Reproduce the entries below exactly, but only from the line containing "vertex/triangle pair can" to the line containing "Consistency contract: every", inclusive.
··· Supplied records ···
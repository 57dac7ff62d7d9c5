//! Mesh decimation oracles
//!
//! The simplification step of the pipeline is a pluggable capability: any
//! algorithm that maps a vertex/triangle pair to a smaller, consistent
//! vertex/triangle pair can stand behind [`DecimationOracle`]. This crate
//! ships one deterministic implementation, [`GridDecimator`], so the
//! pipeline works without an external decimation library.

pub mod grid;

pub use grid::*;

use primlod_core::{Point3f, Result, Triangle};

/// Geometry returned by a decimation oracle.
///
/// Consistency contract: every triangle indexes into `points`, and no
/// triangle repeats a vertex.
#[derive(Debug, Clone)]
pub struct Decimated {
    pub points: Vec<Point3f>,
    pub triangles: Vec<Triangle>,
}

impl Decimated {
    /// An empty result counts as a decimation failure at the pipeline level.
    pub fn is_empty(&self) -> bool {
        self.points.is_empty() || self.triangles.is_empty()
    }
}

/// Capability interface for mesh decimation.
///
/// Callers guarantee `triangles` is non-empty. `target_triangle_count` is a
/// goal, not a hard bound; implementations come as close as their algorithm
/// allows without going over where possible.
pub trait DecimationOracle {
    fn decimate(
        &self,
        points: &[Point3f],
        triangles: &[Triangle],
        target_triangle_count: usize,
    ) -> Result<Decimated>;
}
···
*Finished task:*
//! vertex/triangle pair can stand behind [`DecimationOracle`]. This crate
//! ships one deterministic implementation, [`GridDecimator`], so the
//! pipeline works without an external decimation library.

pub mod grid;

pub use grid::*;

use primlod_core::{Point3f, Result, Triangle};

/// Geometry returned by a decimation oracle.
///
/// Consistency contract: every triangle indexes into `points`, and no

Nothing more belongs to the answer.